What the TLP made me think about was this (although not in the confusing terms of propositions, pictures, facts, etc): the page one reads is a surface into which has been pressed different shapes. When one reads, one is feeling these shapes, and mentally reconstructing whatever it was that impressed them. When one reads fiction, the impressor is, supposedly, always secondhand, in that it is the mind of the author that has been impressed, and the author has reconstructed ideas based on those impression, recombined them into mental realities, and then created new impressions based on those mental realities in the page. One then uses those impressions to reconstruct the author's mental realities. Since these reconstructions are not based on physical reality, they constitute in the language of the TLP false facts (although, strictly, many of the components of these false facts must be true; a falsehood cannot be sensible if it is not seemingly possible, its possibility being dictated by the local truth of its parts).

When one reads history, then the intention is that physical reality is impressed into the page, and that when one reads history and reconstructs his own mental realities, these should be (or be close to being) true facts.

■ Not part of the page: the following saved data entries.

//! Voice-first input with typed fallback
//!
//! Each request walks a small state machine:
//!
//! ```text
//! ChoicePrompt --empty--> VoiceFirst --fail--> VoiceRetry --empty--> capture #2
//!      |                      |                    |                     |
//!    typed               magic phrase            typed            fail/magic
//!      v                      v                    v                     v
//!     Done              TextFallback             Done             TextFallback
//! ```
//!
//! At most two captures happen per request. Every path ends in `Done`, so
//! the caller always gets a string back.

use std::sync::Arc;

use crate::config::{EmptyChoice, SharedSpeechConfig, SpeechConfig};
use crate::voice::{Announcer, RecognitionOutcome, Recognizer};

use super::display::{DisplaySink, MessageKind};
use super::terminal::TextInput;

/// Utterances that switch a request to typed input
pub const MAGIC_PHRASES: &[&str] = &["use text input", "text input", "type", "typing", "keyboard"];

/// Where a request currently stands
#[derive(Debug, Clone, PartialEq, Eq)]
pub enum ArbiterState {
    /// Ask whether to speak or type
    ChoicePrompt,
    /// First capture
    VoiceFirst,
    /// Offer one more capture or a typed answer
    VoiceRetry,
    /// Typed answer, taken as-is
    TextFallback,
    /// Final answer
    Done(String),
}

/// Whether `text` is one of [`MAGIC_PHRASES`]
///
/// Matches the whole utterance, ignoring case, surrounding whitespace and
/// trailing sentence punctuation.
#[must_use]
pub fn is_magic_phrase(text: &str) -> bool {
    let normalized = text
        .trim()
        .trim_end_matches(['.', '!', '?', ','])
        .trim()
        .to_lowercase();
    MAGIC_PHRASES.contains(&normalized.as_str())
}

/// What one capture means for the state machine
enum Heard {
    Answer(String),
    SwitchToText,
    Failed(RecognitionOutcome),
}

impl From<RecognitionOutcome> for Heard {
    fn from(outcome: RecognitionOutcome) -> Self {
        match outcome {
            RecognitionOutcome::Text(text) if is_magic_phrase(&text) => Self::SwitchToText,
            RecognitionOutcome::Text(text) => Self::Answer(text),
            failed @ (RecognitionOutcome::Empty
            | RecognitionOutcome::Unintelligible
            | RecognitionOutcome::ServiceError(_)
            | RecognitionOutcome::Timeout) => Self::Failed(failed),
        }
    }
}

/// Decides per request between voice and typed input
pub struct InputArbitrator {
    config: SharedSpeechConfig,
    recognizer: Box<dyn Recognizer>,
    announcer: Arc<dyn Announcer>,
    text: Box<dyn TextInput>,
    display: Arc<dyn DisplaySink>,
}

impl InputArbitrator {
    #[must_use]
    pub fn new(
        config: SharedSpeechConfig,
        recognizer: Box<dyn Recognizer>,
        announcer: Arc<dyn Announcer>,
        text: Box<dyn TextInput>,
        display: Arc<dyn DisplaySink>,
    ) -> Self {
        Self {
            config,
            recognizer,
            announcer,
            text,
            display,
        }
    }

    /// Shared configuration handle
    #[must_use]
    pub const fn config(&self) -> &SharedSpeechConfig {
        &self.config
    }

    /// State a new request starts in
    #[must_use]
    pub fn initial_state(&self, config: &SpeechConfig) -> ArbiterState {
        if !config.voice_input_enabled() || !self.recognizer.is_available() {
            ArbiterState::TextFallback
        } else if config.voice_input_is_default {
            ArbiterState::VoiceFirst
        } else {
            ArbiterState::ChoicePrompt
        }
    }

    /// Ask the operator for one answer
    ///
    /// `spoken_prompt` replaces `prompt` for speech when the written form
    /// reads badly aloud. Never fails; an empty string is a valid answer.
    pub async fn request_input(&mut self, prompt: &str, spoken_prompt: Option<&str>) -> String {
        let config = self.config.snapshot();

        self.display.display(prompt, MessageKind::Question);
        if config.speak_questions {
            self.announce(spoken_prompt.unwrap_or(prompt)).await;
        }

        let mut state = self.initial_state(&config);
        let mut captures = 0u8;
        tracing::debug!(?state, "input request started");

        loop {
            state = match state {
                ArbiterState::ChoicePrompt => {
                    let line = self
                        .read_line("Press Enter to answer by voice, or type your answer")
                        .await;
                    if line.is_empty() {
                        match config.empty_choice {
                            EmptyChoice::Voice => ArbiterState::VoiceFirst,
                            EmptyChoice::Text => ArbiterState::TextFallback,
                        }
                    } else {
                        ArbiterState::Done(line)
                    }
                }
                ArbiterState::VoiceFirst => {
                    captures += 1;
                    match self.capture(prompt, &config).await {
                        Heard::Answer(text) => self.accept(text, &config).await,
                        Heard::SwitchToText => self.switch_to_text(),
                        Heard::Failed(outcome) => {
                            self.explain(
                                &outcome,
                                "You can try once more or type your answer.",
                                &config,
                            )
                            .await;
                            ArbiterState::VoiceRetry
                        }
                    }
                }
                ArbiterState::VoiceRetry => {
                    let line = self
                        .read_line("Press Enter to try speaking again, or type your answer")
                        .await;
                    if line.is_empty() {
                        captures += 1;
                        match self.capture(prompt, &config).await {
                            Heard::Answer(text) => self.accept(text, &config).await,
                            Heard::SwitchToText => self.switch_to_text(),
                            Heard::Failed(outcome) => {
                                self.explain(&outcome, "Please type your answer.", &config)
                                    .await;
                                ArbiterState::TextFallback
                            }
                        }
                    } else {
                        ArbiterState::Done(line)
                    }
                }
                ArbiterState::TextFallback => ArbiterState::Done(self.read_line(prompt).await),
                ArbiterState::Done(answer) => {
                    tracing::debug!(captures, chars = answer.len(), "input request finished");
                    return answer;
                }
            };
        }
    }

    /// Speak `text`, best-effort
    pub async fn announce(&self, text: &str) {
        let outcome = self.announcer.announce(text, None).await;
        tracing::trace!(%outcome, "announcement finished");
    }

    async fn capture(&mut self, prompt: &str, config: &SpeechConfig) -> Heard {
        let outcome = self
            .recognizer
            .capture_and_recognize(prompt, config.debug_audio_enabled)
            .await;
        tracing::debug!(?outcome, "capture finished");
        Heard::from(outcome)
    }

    async fn accept(&self, text: String, config: &SpeechConfig) -> ArbiterState {
        self.display.display(&format!("Heard: {text}"), MessageKind::Success);
        if config.speak_confirmations {
            self.announce("Got it").await;
        }
        ArbiterState::Done(text)
    }

    fn switch_to_text(&self) -> ArbiterState {
        self.display.display("Switching to typed input.", MessageKind::Info);
        ArbiterState::TextFallback
    }

    async fn explain(&self, outcome: &RecognitionOutcome, next_step: &str, config: &SpeechConfig) {
        if let RecognitionOutcome::ServiceError(reason) = outcome {
            tracing::warn!(reason = %reason, "voice attempt failed");
        }

        let message = format!("{}. {next_step}", outcome.failure_hint());
        self.display.display(&message, MessageKind::Warning);
        if config.speak_errors {
            self.announce(&message).await;
        }
    }

    /// Read a typed line; a read failure counts as an empty answer
    async fn read_line(&mut self, prompt: &str) -> String {
        match self.text.read_line(prompt).await {
            Ok(line) => line,
            Err(e) => {
                tracing::warn!(error = %e, "typed input failed, treating as empty");
                String::new()
            }
        }
    }
}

This is the intention of the honest historian, but he must inevitably fail, because he cannot base all, or even most, of his impressions on physical realities. Historians gain their knowledge by reading what was written by others before them, and then they compile what they have read into narratives that can be understood holistically by others. The historian must judge what are true and false facts, and impress only the true facts. Since other writers may not have thought of themselves as historians, and may not have been intent on impressing true facts, these judgments will be difficult, and the historian will sometimes fail.

So, when reading history as a naive consumer of text like myself, one is in the interesting situation of feeling out these impressions and forming mental reconstructions of the impressors, which are actually impressions of reconstructions of impressors that are actually reconstructions themselves and et cetera. Some of the impressions are mostly true (with local falsehoods), and some must be mostly false (with local truths). It's like Indiana Jones and the Holy Grail, except there's no reward or punishment for deciding that one or another fact is true or false. In reading fiction, the decision is implicit in the definition, but in reading history, you get the sense of walking along the true side of a very fuzzy edge, a transition into the false side. This transition gets broader and broader the further back in time one goes.

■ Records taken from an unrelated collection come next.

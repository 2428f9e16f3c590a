//! Energy-based speech detection
//!
//! Calibrated against a short window of ambient noise before every capture,
//! then used to find the start and end of one spoken phrase.

use std::sync::mpsc::{Receiver, RecvTimeoutError};
use std::time::Duration;

use crate::{Error, Result};

/// Energy threshold used before any calibration
const DEFAULT_ENERGY_THRESHOLD: f32 = 0.03;

/// Lowest threshold calibration may settle on
const MIN_ENERGY_THRESHOLD: f32 = 0.005;

/// Calibrated threshold is this multiple of the ambient RMS
const DYNAMIC_ENERGY_RATIO: f32 = 1.5;

/// Minimum speech before a pause may end the phrase
const MIN_SPEECH: Duration = Duration::from_millis(300);

/// Silence that ends a phrase
const PAUSE_THRESHOLD: Duration = Duration::from_millis(800);

/// Extra wall-clock wait for a stalled device
const STALL_GRACE: Duration = Duration::from_secs(2);

/// Detector state
#[derive(Debug, Clone, Copy, PartialEq, Eq)]
pub enum DetectorState {
    /// No speech yet
    Waiting,
    /// Inside a phrase
    Speaking,
}

/// Event produced by one chunk of samples
#[derive(Debug, Clone, Copy, PartialEq, Eq)]
pub enum DetectorEvent {
    /// Still waiting for speech
    Silence,
    /// Speech started with this chunk
    Onset,
    /// Phrase continues
    Speaking,
    /// Phrase ended with enough trailing silence
    Complete,
}

/// Finds one phrase in a stream of mono samples
#[derive(Debug, Clone)]
pub struct SpeechDetector {
    sample_rate: u32,
    energy_threshold: f32,
    state: DetectorState,
    phrase: Vec<f32>,
    speech_samples: usize,
    silence_samples: usize,
}

impl SpeechDetector {
    /// Create a detector for audio at `sample_rate`
    #[must_use]
    pub const fn new(sample_rate: u32) -> Self {
        Self {
            sample_rate,
            energy_threshold: DEFAULT_ENERGY_THRESHOLD,
            state: DetectorState::Waiting,
            phrase: Vec::new(),
            speech_samples: 0,
            silence_samples: 0,
        }
    }

    /// Set the energy threshold from ambient samples, returning the new value
    ///
    /// Replaces any earlier calibration; profiles drift between captures.
    pub fn calibrate(&mut self, ambient: &[f32]) -> f32 {
        let ambient_energy = calculate_energy(ambient);
        self.energy_threshold = (ambient_energy * DYNAMIC_ENERGY_RATIO).max(MIN_ENERGY_THRESHOLD);

        tracing::debug!(
            ambient_energy,
            threshold = self.energy_threshold,
            "ambient noise calibrated"
        );
        self.energy_threshold
    }

    /// Feed one chunk of samples
    pub fn process(&mut self, samples: &[f32]) -> DetectorEvent {
        let energy = calculate_energy(samples);
        let is_speech = energy > self.energy_threshold;

        match self.state {
            DetectorState::Waiting => {
                if is_speech {
                    self.state = DetectorState::Speaking;
                    self.phrase.clear();
                    self.phrase.extend_from_slice(samples);
                    self.speech_samples = samples.len();
                    self.silence_samples = 0;
                    tracing::trace!(energy, "speech onset");
                    DetectorEvent::Onset
                } else {
                    DetectorEvent::Silence
                }
            }
            DetectorState::Speaking => {
                self.phrase.extend_from_slice(samples);

                if is_speech {
                    self.speech_samples += samples.len();
                    self.silence_samples = 0;
                } else {
                    self.silence_samples += samples.len();
                }

                if self.silence_samples >= self.samples_for(PAUSE_THRESHOLD) {
                    if self.speech_samples >= self.samples_for(MIN_SPEECH) {
                        tracing::debug!(samples = self.phrase.len(), "phrase complete");
                        return DetectorEvent::Complete;
                    }
                    // A short blip followed by silence is noise, not a phrase
                    tracing::trace!("discarding short burst");
                    self.reset();
                    return DetectorEvent::Silence;
                }

                DetectorEvent::Speaking
            }
        }
    }

    /// Take the accumulated phrase and return to waiting
    pub fn take_phrase(&mut self) -> Vec<f32> {
        let phrase = std::mem::take(&mut self.phrase);
        self.reset();
        phrase
    }

    /// Reset to waiting, keeping the calibrated threshold
    pub fn reset(&mut self) {
        self.state = DetectorState::Waiting;
        self.phrase.clear();
        self.speech_samples = 0;
        self.silence_samples = 0;
    }

    #[must_use]
    pub const fn state(&self) -> DetectorState {
        self.state
    }

    #[must_use]
    pub const fn energy_threshold(&self) -> f32 {
        self.energy_threshold
    }

    #[must_use]
    pub const fn sample_rate(&self) -> u32 {
        self.sample_rate
    }

    #[must_use]
    pub fn phrase_len(&self) -> usize {
        self.phrase.len()
    }

    #[allow(clippy::cast_possible_truncation, clippy::cast_sign_loss)]
    fn samples_for(&self, duration: Duration) -> usize {
        (duration.as_secs_f64() * f64::from(self.sample_rate)) as usize
    }
}

/// Limits for one capture
#[derive(Debug, Clone, Copy, PartialEq, Eq)]
pub struct ListenLimits {
    /// Maximum wait for speech onset
    pub onset_timeout: Duration,
    /// Maximum phrase length once speech started
    pub phrase_limit: Duration,
}

/// Result of listening for one phrase
#[derive(Debug, Clone, PartialEq)]
pub enum Listened {
    /// Samples of the captured phrase
    Phrase(Vec<f32>),
    /// No speech before the onset timeout
    NoSpeech,
}

/// Collect `window` worth of samples from a chunk stream
///
/// # Errors
///
/// Returns error if the stream closes before the window is filled
pub fn collect_window(
    chunks: &Receiver<Vec<f32>>,
    sample_rate: u32,
    window: Duration,
) -> Result<Vec<f32>> {
    let wanted = samples_in(window, sample_rate);
    let mut collected = Vec::with_capacity(wanted);

    while collected.len() < wanted {
        match chunks.recv_timeout(window + STALL_GRACE) {
            Ok(chunk) => collected.extend_from_slice(&chunk),
            Err(RecvTimeoutError::Timeout) => {
                return Err(Error::Audio("capture device stalled".to_string()));
            }
            Err(RecvTimeoutError::Disconnected) => {
                return Err(Error::Audio("capture stream closed".to_string()));
            }
        }
    }

    collected.truncate(wanted);
    Ok(collected)
}

/// Listen for one phrase on a chunk stream
///
/// Elapsed time is counted in audio received, so the limits mean seconds of
/// audio. A device that stops delivering is bounded by wall clock as well.
///
/// # Errors
///
/// Returns error if the stream closes while waiting for speech
pub fn listen_for_phrase(
    chunks: &Receiver<Vec<f32>>,
    detector: &mut SpeechDetector,
    limits: ListenLimits,
) -> Result<Listened> {
    let sample_rate = detector.sample_rate();
    let onset_budget = samples_in(limits.onset_timeout, sample_rate);
    let phrase_budget = samples_in(limits.phrase_limit, sample_rate);
    let mut waited = 0usize;

    detector.reset();

    loop {
        let speaking = detector.state() == DetectorState::Speaking;
        let remaining = if speaking {
            phrase_budget.saturating_sub(detector.phrase_len())
        } else {
            onset_budget.saturating_sub(waited)
        };
        let wait = duration_of(remaining, sample_rate) + STALL_GRACE;

        let chunk = match chunks.recv_timeout(wait) {
            Ok(chunk) => chunk,
            Err(RecvTimeoutError::Timeout) => {
                tracing::debug!(speaking, "capture device stalled");
                return Ok(if speaking {
                    Listened::Phrase(detector.take_phrase())
                } else {
                    Listened::NoSpeech
                });
            }
            Err(RecvTimeoutError::Disconnected) if speaking => {
                return Ok(Listened::Phrase(detector.take_phrase()));
            }
            Err(RecvTimeoutError::Disconnected) => {
                return Err(Error::Audio("capture stream closed".to_string()));
            }
        };

        // Discarded bursts still spend the onset budget
        waited += chunk.len();

        match detector.process(&chunk) {
            DetectorEvent::Complete => return Ok(Listened::Phrase(detector.take_phrase())),
            DetectorEvent::Onset | DetectorEvent::Speaking => {
                if detector.phrase_len() >= phrase_budget {
                    tracing::debug!("phrase limit reached");
                    return Ok(Listened::Phrase(detector.take_phrase()));
                }
            }
            DetectorEvent::Silence => {
                if waited >= onset_budget {
                    tracing::debug!("no speech before onset timeout");
                    return Ok(Listened::NoSpeech);
                }
            }
        }
    }
}

/// Calculate RMS energy of audio samples
#[allow(clippy::cast_precision_loss)]
#[must_use]
pub fn calculate_energy(samples: &[f32]) -> f32 {
    if samples.is_empty() {
        return 0.0;
    }

    let sum_squares: f32 = samples.iter().map(|s| s * s).sum();
    (sum_squares / samples.len() as f32).sqrt()
}

#[allow(clippy::cast_possible_truncation, clippy::cast_sign_loss)]
fn samples_in(duration: Duration, sample_rate: u32) -> usize {
    (duration.as_secs_f64() * f64::from(sample_rate)) as usize
}

#[allow(clippy::cast_precision_loss)]
fn duration_of(samples: usize, sample_rate: u32) -> Duration {
    Duration::from_secs_f64(samples as f64 / f64::from(sample_rate.max(1)))
}

#[cfg(test)]
mod tests {
    use super::*;

    #[test]
    fn test_energy_calculation() {
        let silence = vec![0.0f32; 100];
        assert!(calculate_energy(&silence) < 0.001);

        let loud = vec![0.5f32; 100];
        assert!(calculate_energy(&loud) > 0.4);

        assert!(calculate_energy(&[]) < f32::EPSILON);
    }

    #[test]
    fn test_calibration_tracks_ambient_noise() {
        let mut detector = SpeechDetector::new(16000);
        assert!((detector.energy_threshold() - DEFAULT_ENERGY_THRESHOLD).abs() < f32::EPSILON);

        let noisy = vec![0.1f32; 1600];
        let threshold = detector.calibrate(&noisy);
        assert!((threshold - 0.15).abs() < 0.001);

        // Quiet room recalibrates downward, but never below the floor
        let quiet = vec![0.0f32; 1600];
        assert!((detector.calibrate(&quiet) - MIN_ENERGY_THRESHOLD).abs() < f32::EPSILON);
    }

    #[test]
    fn test_short_burst_discarded() {
        let mut detector = SpeechDetector::new(16000);
        // 0.1 s of speech is below the minimum phrase length
        assert_eq!(detector.process(&vec![0.3f32; 1600]), DetectorEvent::Onset);
        assert_eq!(detector.process(&vec![0.0f32; 16000]), DetectorEvent::Silence);
        assert_eq!(detector.state(), DetectorState::Waiting);
    }
}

This then gets back to another issue which I'd like to write about sometime: the ubiquity of blur. All systems for transmitting information lose local details before they lose fundamentals. High spatial frequencies are lost in image formation; high temporal frequencies are lost as sound travels through a medium; sharp edges on an object are worn down by friction over time; genetic mutations effect molecular changes in the phenotype; and the details of history - names, dates, the precise unfolding of events - are misremembered or, mostly, forgotten. These are details in the literary sense, but they seem exactly analogous to physical details: what happened in Caesar's final days? Did he go to the forum in spite of warnings? Was Brutus really his son? These sorts of details, the answers to these sorts of questions, are permanently forgotten, but we know the larger, deeper, important events: Caesar was murdered by a conspiracy of Senators.

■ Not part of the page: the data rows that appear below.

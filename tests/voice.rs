//! Voice pipeline integration tests
//!
//! Tests voice components without requiring audio hardware

use std::io::Cursor;
use std::sync::mpsc;
use std::time::Duration;

use parley::voice::{
    AudioClip, DetectorEvent, DetectorState, ListenLimits, Listened, SAMPLE_RATE, SpeechDetector,
    collect_window, decode_wav, listen_for_phrase, samples_to_wav,
};

mod common;

use common::{chunked, generate_silence, generate_sine_samples};

/// 0.1 s at 16kHz
const CHUNK: usize = 1600;

fn limits(onset_secs: u64, phrase_secs: u64) -> ListenLimits {
    ListenLimits {
        onset_timeout: Duration::from_secs(onset_secs),
        phrase_limit: Duration::from_secs(phrase_secs),
    }
}

/// A channel pre-loaded with `samples`; the sender is dropped when `close`
fn feed(samples: &[f32], close: bool) -> (mpsc::Receiver<Vec<f32>>, Option<mpsc::Sender<Vec<f32>>>) {
    let (tx, rx) = mpsc::channel();
    for chunk in chunked(samples, CHUNK) {
        tx.send(chunk).unwrap();
    }
    (rx, if close { None } else { Some(tx) })
}

#[test]
fn test_detector_creation() {
    let detector = SpeechDetector::new(SAMPLE_RATE);

    assert_eq!(detector.state(), DetectorState::Waiting);
    assert_eq!(detector.sample_rate(), SAMPLE_RATE);
    assert_eq!(detector.phrase_len(), 0);
}

#[test]
fn test_speech_activity_detection() {
    let mut detector = SpeechDetector::new(SAMPLE_RATE);

    // Silence should not trigger
    let silence = generate_silence(0.1);
    assert_eq!(detector.process(&silence), DetectorEvent::Silence);
    assert_eq!(detector.state(), DetectorState::Waiting);

    // Loud speech starts a phrase
    let speech = generate_sine_samples(440.0, 0.1, 0.5);
    assert_eq!(detector.process(&speech), DetectorEvent::Onset);
    assert_eq!(detector.state(), DetectorState::Speaking);

    assert_eq!(detector.process(&speech), DetectorEvent::Speaking);
    assert_eq!(detector.phrase_len(), speech.len() * 2);
}

#[test]
fn test_phrase_complete_detection() {
    let mut detector = SpeechDetector::new(SAMPLE_RATE);

    detector.process(&generate_sine_samples(440.0, 0.5, 0.3));

    // A pause shorter than the threshold keeps the phrase open
    assert_eq!(detector.process(&generate_silence(0.5)), DetectorEvent::Speaking);

    // Now complete
    assert_eq!(detector.process(&generate_silence(0.4)), DetectorEvent::Complete);

    // 0.5 s speech, then 0.9 s of trailing silence
    let phrase = detector.take_phrase();
    assert_eq!(phrase.len(), 8000 + 8000 + 6400);
    assert_eq!(detector.state(), DetectorState::Waiting);
    assert_eq!(detector.phrase_len(), 0);
}

#[test]
fn test_detector_reset_keeps_calibration() {
    let mut detector = SpeechDetector::new(SAMPLE_RATE);
    let threshold = detector.calibrate(&generate_sine_samples(440.0, 0.5, 0.02));

    detector.process(&generate_sine_samples(440.0, 0.2, 0.5));
    detector.reset();

    assert_eq!(detector.state(), DetectorState::Waiting);
    assert_eq!(detector.phrase_len(), 0);
    assert!((detector.energy_threshold() - threshold).abs() < f32::EPSILON);
}

#[test]
fn test_calibration_raises_threshold_in_noisy_room() {
    let mut detector = SpeechDetector::new(SAMPLE_RATE);

    // Steady hum at RMS ~0.14
    detector.calibrate(&generate_sine_samples(60.0, 0.5, 0.2));

    // Quiet speech below the hum level no longer counts
    let quiet = generate_sine_samples(440.0, 0.1, 0.15);
    assert_eq!(detector.process(&quiet), DetectorEvent::Silence);

    let loud = generate_sine_samples(440.0, 0.1, 0.6);
    assert_eq!(detector.process(&loud), DetectorEvent::Onset);
}

#[test]
fn test_listen_captures_phrase() {
    let mut audio = generate_silence(0.5);
    audio.extend(generate_sine_samples(440.0, 1.0, 0.5));
    audio.extend(generate_silence(1.0));

    let (rx, _tx) = feed(&audio, false);
    let mut detector = SpeechDetector::new(SAMPLE_RATE);

    let result = listen_for_phrase(&rx, &mut detector, limits(5, 15)).unwrap();

    // One second of speech plus the 0.8 s pause that ended it
    let Listened::Phrase(phrase) = result else {
        panic!("expected a phrase, got {result:?}");
    };
    assert_eq!(phrase.len(), 16000 + 12800);
}

#[test]
fn test_listen_times_out_without_speech() {
    let (rx, _tx) = feed(&generate_silence(3.0), false);
    let mut detector = SpeechDetector::new(SAMPLE_RATE);

    let result = listen_for_phrase(&rx, &mut detector, limits(1, 15)).unwrap();

    assert_eq!(result, Listened::NoSpeech);
}

#[test]
fn test_listen_onset_timeout_counts_discarded_clicks() {
    // A click every second, each too short to be a phrase
    let mut audio = Vec::new();
    for _ in 0..20 {
        audio.extend(generate_sine_samples(440.0, 0.1, 0.5));
        audio.extend(generate_silence(0.9));
    }
    let total_chunks = audio.len() / CHUNK;

    let (rx, _tx) = feed(&audio, false);
    let mut detector = SpeechDetector::new(SAMPLE_RATE);

    let result = listen_for_phrase(&rx, &mut detector, limits(1, 15)).unwrap();

    assert_eq!(result, Listened::NoSpeech);
    let consumed = total_chunks - rx.try_iter().count();
    assert_eq!(consumed, 10, "onset wait ran past one second of audio");
}

#[test]
fn test_listen_stops_at_phrase_limit() {
    let (rx, _tx) = feed(&generate_sine_samples(440.0, 5.0, 0.5), false);
    let mut detector = SpeechDetector::new(SAMPLE_RATE);

    let result = listen_for_phrase(&rx, &mut detector, limits(5, 1)).unwrap();

    let Listened::Phrase(phrase) = result else {
        panic!("expected a phrase, got {result:?}");
    };
    assert_eq!(phrase.len(), 16000);
}

#[test]
fn test_listen_closed_stream_before_speech_is_error() {
    let (rx, _) = feed(&generate_silence(0.2), true);
    let mut detector = SpeechDetector::new(SAMPLE_RATE);

    assert!(listen_for_phrase(&rx, &mut detector, limits(5, 15)).is_err());
}

#[test]
fn test_listen_closed_stream_mid_phrase_keeps_audio() {
    let (rx, _) = feed(&generate_sine_samples(440.0, 0.5, 0.5), true);
    let mut detector = SpeechDetector::new(SAMPLE_RATE);

    let result = listen_for_phrase(&rx, &mut detector, limits(5, 15)).unwrap();

    assert_eq!(result, Listened::Phrase(generate_sine_samples(440.0, 0.5, 0.5)));
}

#[test]
fn test_collect_window_exact_length() {
    let (rx, _tx) = feed(&generate_silence(1.0), false);

    let window = collect_window(&rx, SAMPLE_RATE, Duration::from_millis(500)).unwrap();

    assert_eq!(window.len(), 8000);
}

#[test]
fn test_samples_to_wav() {
    let samples = generate_sine_samples(440.0, 0.1, 0.5);
    let wav_data = samples_to_wav(&samples, SAMPLE_RATE).unwrap();

    // Check WAV header magic
    assert_eq!(&wav_data[0..4], b"RIFF");
    assert_eq!(&wav_data[8..12], b"WAVE");

    // WAV header is 44 bytes, then 16-bit samples
    assert_eq!(wav_data.len(), 44 + samples.len() * 2);
}

#[test]
fn test_wav_roundtrip() {
    let original_samples: Vec<f32> = vec![0.0, 0.5, -0.5, 1.0, -1.0, 0.25];
    let wav_data = samples_to_wav(&original_samples, SAMPLE_RATE).unwrap();

    // Read WAV back
    let cursor = Cursor::new(wav_data.clone());
    let mut reader = hound::WavReader::new(cursor).unwrap();

    let spec = reader.spec();
    assert_eq!(spec.sample_rate, SAMPLE_RATE);
    assert_eq!(spec.channels, 1);

    let read_samples: Vec<i16> = reader.samples::<i16>().map(|s| s.unwrap()).collect();
    assert_eq!(read_samples.len(), original_samples.len());

    let decoded = decode_wav(&wav_data).unwrap();
    for (a, b) in decoded.samples.iter().zip(&original_samples) {
        assert!((a - b).abs() < 0.001, "{a} vs {b}");
    }
}

#[test]
fn test_clip_carries_rate_and_encoding() {
    let clip = AudioClip::from_samples(&generate_silence(0.25), SAMPLE_RATE).unwrap();

    assert_eq!(clip.sample_rate(), SAMPLE_RATE);
    assert_eq!(clip.encoding().mime_type(), "audio/wav");
    assert!(!clip.is_empty());
}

Interestingly, in the same way that a knife might be sharpened, or faded images might be retouched, old stories about the past might be sharpened up with added details; doped with false facts, to bring them into narrative focus. Caesar was warned about the Ides of March; he saw Brutus and said, "You too, my son?" The doping could also be with irrelevant facts: this is what you could buy from a street vendor in those days, this is what the men and women of this station wore on their feet. This sharpening, false or irrelevant, is enjoyable in a special way when it comes from someone who was writing more than 2000 years ago, because it is more immediate: nothing (except for the translator) has touched these impressions since they were formed. It's like holding something very, very old in your hands.